Exercise details: Take every line from the entries below that includes the word "push" and copy it.

Entries provided below:

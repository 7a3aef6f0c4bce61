//! Logging configuration with file-based output and size-based rotation.
//!
//! Writes logs to `~/.config/erdtrack/erdtrack.log` (or platform equivalent)
//! with 10 MB size-based rotation. Set `DEBUG_LOGGING=1` to enable debug
//! output for the tracker crates.

use rolling_file::{BasicRollingFileAppender, RollingConditionBasic};
use tracing_subscriber::{
    EnvFilter,
    fmt::{self, format::FmtSpan},
    layer::SubscriberExt,
    util::SubscriberInitExt,
};

const DEBUG_DIRECTIVE: &str = "info,erdtrack_core=debug,erdtrack_cli=debug,erdtrack=debug";

/// Initialize logging with dual output (file + stdout).
///
/// The returned guard must be held for the program's lifetime so buffered
/// file output is flushed on shutdown. Returns `None` when only stdout
/// logging could be set up.
pub fn init() -> Option<tracing_appender::non_blocking::WorkerGuard> {
    let debug_logging = std::env::var("DEBUG_LOGGING").is_ok();

    let log_dir = match dirs::config_dir() {
        Some(config) => config.join("erdtrack"),
        None => {
            init_stdout_only(debug_logging);
            return None;
        }
    };

    if let Err(e) = std::fs::create_dir_all(&log_dir) {
        // Subscriber not installed yet
        eprintln!(
            "Failed to create log directory {:?}: {}, using stdout only",
            log_dir, e
        );
        init_stdout_only(debug_logging);
        return None;
    }

    // 10 MB, keep erdtrack.log and erdtrack.log.1
    let log_path = log_dir.join("erdtrack.log");
    let file_appender = match BasicRollingFileAppender::new(
        &log_path,
        RollingConditionBasic::new().max_size(10 * 1024 * 1024),
        1,
    ) {
        Ok(appender) => appender,
        Err(e) => {
            eprintln!("Failed to create log file at {:?}: {}", log_path, e);
            init_stdout_only(debug_logging);
            return None;
        }
    };

    let (non_blocking, guard) = tracing_appender::non_blocking(file_appender);

    let file_layer = fmt::layer()
        .with_writer(non_blocking)
        .with_ansi(false)
        .with_target(true)
        .with_span_events(FmtSpan::NONE);

    let stdout_layer = fmt::layer()
        .with_writer(std::io::stdout)
        .with_target(true)
        .with_span_events(FmtSpan::NONE);

    tracing_subscriber::registry()
        .with(file_layer)
        .with(stdout_layer)
        .with(filter(debug_logging))
        .init();

    tracing::info!(log_file = ?log_path, debug_logging, "erdtrack logging initialized");

    Some(guard)
}

fn init_stdout_only(debug_logging: bool) {
    let stdout_layer = fmt::layer()
        .with_writer(std::io::stdout)
        .with_target(true)
        .with_span_events(FmtSpan::NONE);

    tracing_subscriber::registry()
        .with(stdout_layer)
        .with(filter(debug_logging))
        .init();

    tracing::info!(debug_logging, "erdtrack logging initialized (stdout only)");
}

fn filter(debug_logging: bool) -> EnvFilter {
    EnvFilter::new(if debug_logging { DEBUG_DIRECTIVE } else { "info" })
}
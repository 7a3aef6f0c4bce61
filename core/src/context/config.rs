//! Tracker configuration
//!
//! The shared `TrackerConfig` lives in erdtrack-types; this module adds
//! persistence through confy and the conversions the session needs.

use std::path::{Path, PathBuf};

pub use erdtrack_types::TrackerConfig;

use super::ConfigError;
use crate::session::SessionOptions;

const APP_NAME: &str = "erdtrack";
const CONFIG_NAME: &str = "config";

/// Extension trait for TrackerConfig persistence
pub trait TrackerConfigExt: Sized {
    /// Load from the platform config directory, falling back to defaults
    fn load() -> Self;
    fn try_load() -> Result<Self, ConfigError>;
    fn save(&self) -> Result<(), ConfigError>;
    fn config_file() -> Result<PathBuf, ConfigError>;

    fn load_from(path: &Path) -> Result<Self, ConfigError>;
    fn save_to(&self, path: &Path) -> Result<(), ConfigError>;

    fn session_options(&self) -> SessionOptions;
    fn search_dirs(&self) -> Vec<PathBuf>;
}

impl TrackerConfigExt for TrackerConfig {
    fn load() -> Self {
        Self::try_load().unwrap_or_else(|e| {
            tracing::warn!(error = %e, "Using default configuration");
            Self::default()
        })
    }

    fn try_load() -> Result<Self, ConfigError> {
        Ok(confy::load(APP_NAME, CONFIG_NAME)?)
    }

    fn save(&self) -> Result<(), ConfigError> {
        confy::store(APP_NAME, CONFIG_NAME, self.clone()).map_err(ConfigError::Save)
    }

    fn config_file() -> Result<PathBuf, ConfigError> {
        confy::get_configuration_file_path(APP_NAME, CONFIG_NAME).map_err(ConfigError::Locate)
    }

    fn load_from(path: &Path) -> Result<Self, ConfigError> {
        Ok(confy::load_path(path)?)
    }

    fn save_to(&self, path: &Path) -> Result<(), ConfigError> {
        confy::store_path(path, self.clone()).map_err(ConfigError::Save)
    }

    fn session_options(&self) -> SessionOptions {
        SessionOptions {
            output_path: PathBuf::from(&self.output_path),
            name_output_by_seed: self.name_output_by_seed,
        }
    }

    fn search_dirs(&self) -> Vec<PathBuf> {
        self.spoiler_search_dirs.iter().map(PathBuf::from).collect()
    }
}
//! Snapshot diffing
//!
//! Each call compares one snapshot against the tracking state and returns
//! the milestones that became true. Bosses are checked before collectibles.

use crate::catalog::{Catalog, Milestone};
use crate::snapshot::FlagSnapshot;

use super::TrackingState;

/// A milestone that just happened
#[derive(Debug, Clone, Copy, PartialEq, Eq)]
pub struct MilestoneEvent {
    pub milestone: Milestone,
    pub elapsed_ms: u64,
}

pub fn process_snapshot(
    catalog: &Catalog,
    state: &mut TrackingState,
    snapshot: &FlagSnapshot,
) -> Vec<MilestoneEvent> {
    if !state.is_initialized() {
        seed(catalog, state, snapshot);
        return Vec::new();
    }

    let mut events = Vec::new();
    let mut emit = |milestone| {
        events.push(MilestoneEvent {
            milestone,
            elapsed_ms: snapshot.elapsed_ms,
        })
    };

    // Only the final phase counts; earlier phase flags are never diffed
    for id in catalog.boss_ids() {
        let flag = catalog.boss(id).flag;
        if state.observe(flag, snapshot) && state.insert_defeated(id) {
            emit(Milestone::Boss(id));
        }
    }

    for id in catalog.specific_collectible_ids() {
        let flag = catalog.collectible(id).flag;
        if state.observe(flag, snapshot) && state.insert_obtained(id) {
            emit(Milestone::Collectible(id));
        }
    }

    let deduced = catalog.deduced_collectible();
    let now = deduce_obtained(catalog, state, snapshot);
    if state.observe_deduced(now) && state.insert_obtained(deduced) {
        emit(Milestone::Collectible(deduced));
    }

    events
}

fn seed(catalog: &Catalog, state: &mut TrackingState, snapshot: &FlagSnapshot) {
    for flag in catalog.tracked_flags() {
        state.observe(flag, snapshot);
    }
    let deduced = deduce_obtained(catalog, state, snapshot);
    state.observe_deduced(deduced);
    state.mark_initialized();
    tracing::debug!(elapsed_ms = snapshot.elapsed_ms, "Seeded tracking state");
}

/// The deduced collectible is held if its own flag says so, or if more
/// ordinal flags are set than there are identified collectibles to explain
/// them.
fn deduce_obtained(catalog: &Catalog, state: &mut TrackingState, snapshot: &FlagSnapshot) -> bool {
    let own_flag = catalog.collectible(catalog.deduced_collectible()).flag;
    state.observe(own_flag, snapshot);
    for &flag in catalog.ordinal_flags() {
        state.observe(flag, snapshot);
    }

    let ordinal_count = catalog
        .ordinal_flags()
        .iter()
        .filter(|&&flag| state.current(flag))
        .count();
    let specific_count = catalog
        .specific_collectible_ids()
        .filter(|&id| state.current(catalog.collectible(id).flag))
        .count();

    state.current(own_flag) || ordinal_count > specific_count
}
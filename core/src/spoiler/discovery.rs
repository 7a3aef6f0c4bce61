//! Locating spoiler documents on disk

use std::fs;
use std::path::{Path, PathBuf};
use std::time::SystemTime;

use super::SpoilerError;

/// Spoiler documents are plain `.txt` files
pub fn is_spoiler_document(path: &Path) -> bool {
    path.is_file()
        && path
            .extension()
            .and_then(|e| e.to_str())
            .is_some_and(|e| e.eq_ignore_ascii_case("txt"))
}

/// Both paths name the same file, comparing resolved paths when they exist
pub fn same_document(a: &Path, b: &Path) -> bool {
    match (a.canonicalize(), b.canonicalize()) {
        (Ok(a), Ok(b)) => a == b,
        _ => a == b,
    }
}

/// Most recently modified spoiler document directly inside `dir`,
/// ignoring anything in `exclude`
pub fn newest_document(dir: &Path, exclude: &[&Path]) -> Option<PathBuf> {
    let entries = fs::read_dir(dir).ok()?;
    entries
        .filter_map(|e| e.ok())
        .map(|e| e.path())
        .filter(|p| is_spoiler_document(p))
        .filter(|p| !exclude.iter().any(|x| same_document(p, x)))
        .filter_map(|p| {
            let modified = fs::metadata(&p).and_then(|m| m.modified()).ok()?;
            Some((modified, p))
        })
        .max_by_key(|(modified, _): &(SystemTime, PathBuf)| *modified)
        .map(|(_, p)| p)
}

/// Search `dirs` in order; the first directory holding any document wins
/// and its newest document is returned. Paths in `exclude` (the tracker's
/// own output) are never candidates.
pub fn find_spoiler<P: AsRef<Path>>(
    dirs: &[P],
    exclude: &[&Path],
) -> Result<PathBuf, SpoilerError> {
    for dir in dirs {
        let dir = dir.as_ref();
        if let Some(path) = newest_document(dir, exclude) {
            tracing::debug!(dir = %dir.display(), path = %path.display(), "Found spoiler document");
            return Ok(path);
        }
    }

    Err(SpoilerError::NotFound {
        searched: dirs
            .iter()
            .map(|d| d.as_ref().display().to_string())
            .collect::<Vec<_>>()
            .join(", "),
    })
}

/// Seed embedded in randomizer log names such as `2024-03-01_log_123456_opts.txt`
pub fn seed_from_filename(path: &Path) -> Option<String> {
    let stem = path.file_stem()?.to_str()?;
    let (_, rest) = stem.split_once("_log_")?;
    let seed: String = rest.chars().take_while(|c| c.is_ascii_digit()).collect();
    (!seed.is_empty()).then_some(seed)
}
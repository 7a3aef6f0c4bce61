use notify::{Config, Event, EventKind, RecommendedWatcher, RecursiveMode, Watcher};
use std::path::{Path, PathBuf};
use tokio::sync::mpsc::{self, Receiver};

use super::WatcherError;
use crate::spoiler::is_spoiler_document;

pub enum SpoilerEvent {
    /// A spoiler document was created or rewritten
    DocumentChanged(PathBuf),
    Error(String),
}

/// Watches the spoiler search directories for new or rewritten documents
pub struct SpoilerWatcher {
    _watcher: RecommendedWatcher,
    rx: Receiver<notify::Result<Event>>,
    watched: Vec<PathBuf>,
    /// A different document seen while folding duplicate events
    pending: Option<PathBuf>,
}

impl SpoilerWatcher {
    /// Watch every directory in `dirs` that exists. Missing directories are
    /// skipped; it is an error only when none can be watched.
    pub fn new<P: AsRef<Path>>(dirs: &[P]) -> Result<Self, WatcherError> {
        let (tx, rx) = mpsc::channel(100);

        let mut watcher = RecommendedWatcher::new(
            move |res| {
                let _ = tx.blocking_send(res);
            },
            Config::default(),
        )
        .map_err(WatcherError::InitWatcher)?;

        let mut watched = Vec::new();
        for dir in dirs {
            let dir = dir.as_ref();
            if !dir.is_dir() {
                tracing::debug!(dir = %dir.display(), "Skipping missing spoiler directory");
                continue;
            }
            watcher
                .watch(dir, RecursiveMode::NonRecursive)
                .map_err(|source| WatcherError::WatchPath {
                    path: dir.to_path_buf(),
                    source,
                })?;
            watched.push(dir.to_path_buf());
        }

        if watched.is_empty() {
            return Err(WatcherError::NothingToWatch);
        }
        tracing::info!(dirs = ?watched, "Watching spoiler directories");

        Ok(Self {
            _watcher: watcher,
            rx,
            watched,
            pending: None,
        })
    }

    pub fn watched(&self) -> &[PathBuf] {
        &self.watched
    }

    pub async fn next_event(&mut self) -> Option<SpoilerEvent> {
        if let Some(path) = self.pending.take() {
            return Some(SpoilerEvent::DocumentChanged(path));
        }
        while let Some(event_result) = self.rx.recv().await {
            match event_result {
                Ok(event) => {
                    if let Some(path) = document_path(&event) {
                        // A single save usually fires several events; fold the queued ones
                        self.drain_duplicates(&path);
                        tracing::debug!(path = %path.display(), "Spoiler document changed");
                        return Some(SpoilerEvent::DocumentChanged(path));
                    }
                }
                Err(e) => {
                    return Some(SpoilerEvent::Error(format!(
                        "Spoiler watcher error: {}",
                        e
                    )));
                }
            }
        }
        None
    }

    fn drain_duplicates(&mut self, path: &Path) {
        while let Ok(Ok(event)) = self.rx.try_recv() {
            if let Some(other) = document_path(&event)
                && other != path
            {
                self.pending = Some(other);
            }
        }
    }
}

fn document_path(event: &Event) -> Option<PathBuf> {
    match event.kind {
        EventKind::Create(_) | EventKind::Modify(_) => event
            .paths
            .iter()
            .find(|p| is_spoiler_document(p))
            .cloned(),
        _ => None,
    }
}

End of Entries provided.

Your solution:
        events.push(MilestoneEvent {
            watched.push(dir.to_path_buf());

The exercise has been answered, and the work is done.